(Exercise prompt): Scan the records below for the line with "has a legal" and the line with "to the side to move". Repeat those two lines and every line between them exactly, and nothing else.

(Saved entries):
---*---

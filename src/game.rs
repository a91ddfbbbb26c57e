use anyhow::{anyhow, Result};
use crossterm::{
    style::{style, Attribute, Color as TermColor, PrintStyledContent},
    QueueableCommand,
};

use std::io::{stdout, Write};

use othello_ai::{
    bitboard::{BitBoard, Color, Move},
    eval::Outcome,
    EDGE,
};

#[derive(Copy, Clone, Debug, PartialEq, Eq)]
pub enum GameState {
    Playing,
    Finished(Outcome),
}

#[derive(Clone)]
pub struct Game {
    pub board: BitBoard,
    pub to_move: Color,
    // `None` records a pass
    pub history: Vec<Option<Move>>,
    pub state: GameState,
}

impl Game {
    pub fn new() -> Self {
        Self {
            board: BitBoard::new(),
            to_move: Color::Black,
            history: Vec::new(),
            state: GameState::Playing,
        }
    }

    /// Plays a move for the side to move, returning the number of disks flipped
    pub fn play_checked(&mut self, m: Move) -> Result<u32> {
        if let GameState::Finished(_) = self.state {
            return Err(anyhow!("Invalid move, the game is over"));
        }
        let flips = self.board.play_checked(m, self.to_move)?;
        self.history.push(Some(m));
        self.advance();
        Ok(flips)
    }

    /// Passes the turn, only allowed when the side to move has no legal move
    pub fn pass(&mut self) -> Result<()> {
        if let GameState::Finished(_) = self.state {
            return Err(anyhow!("Cannot pass, the game is over"));
        }
        if self.board.has_legal_move(self.to_move) {
            return Err(anyhow!("Cannot pass, {} has a legal move", self.to_move));
        }
        self.history.push(None);
        self.advance();
        Ok(())
    }

    fn advance(&mut self) {
        self.to_move = !self.to_move;
        if self.board.is_game_over() {
            self.state = GameState::Finished(self.board.outcome());
        }
    }

    pub fn display(&self) -> Result<()> {
        let mut stdout = stdout();
        let (legal, _) = self.board.legal_moves(self.to_move);

        let cols: String = (1..=EDGE).map(|col| format!(" {}", col)).collect();
        stdout.queue(PrintStyledContent(style(format!(" {}\n", cols))))?;

        for row in 1..=EDGE as i32 {
            stdout.queue(PrintStyledContent(style(format!("{} ", row))))?;
            for col in 1..=EDGE as i32 {
                let m = Move::new(row, col);
                let cell = match self.board.get(m) {
                    Some(Color::Black) => style("●").with(TermColor::Black),
                    Some(Color::White) => style("●").with(TermColor::White),
                    // hint the moves available to the side to move
                    None if legal & m.bit() != 0 => style("·").with(TermColor::Yellow),
                    None => style(" ").with(TermColor::DarkGreen),
                };
                stdout
                    .queue(PrintStyledContent(
                        cell.attribute(Attribute::Bold).on(TermColor::DarkGreen),
                    ))?
                    .queue(PrintStyledContent(style(" ").on(TermColor::DarkGreen)))?;
            }
            stdout.queue(PrintStyledContent(style("\n")))?;
        }
        stdout.queue(PrintStyledContent(style(format!(
            "X: {}  O: {}\n",
            self.board.count_disks(Color::Black),
            self.board.count_disks(Color::White)
        ))))?;
        stdout.flush()?;
        Ok(())
    }
}

impl Default for Game {
    fn default() -> Self {
        Self::new()
    }
}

---*---

(Answer to the problem):
            return Err(anyhow!("Cannot pass, {} has a legal move", self.to_move));
        }
        self.history.push(None);
        self.advance();
        Ok(())
    }

    fn advance(&mut self) {
        self.to_move = !self.to_move;
        if self.board.is_game_over() {
            self.state = GameState::Finished(self.board.outcome());
        }
    }

    pub fn display(&self) -> Result<()> {
        let mut stdout = stdout();
        let (legal, _) = self.board.legal_moves(self.to_move);

        let cols: String = (1..=EDGE).map(|col| format!(" {}", col)).collect();
        stdout.queue(PrintStyledContent(style(format!(" {}\n", cols))))?;

        for row in 1..=EDGE as i32 {
            stdout.queue(PrintStyledContent(style(format!("{} ", row))))?;
            for col in 1..=EDGE as i32 {
                let m = Move::new(row, col);
                let cell = match self.board.get(m) {
                    Some(Color::Black) => style("●").with(TermColor::Black),
                    Some(Color::White) => style("●").with(TermColor::White),
                    // hint the moves available to the side to move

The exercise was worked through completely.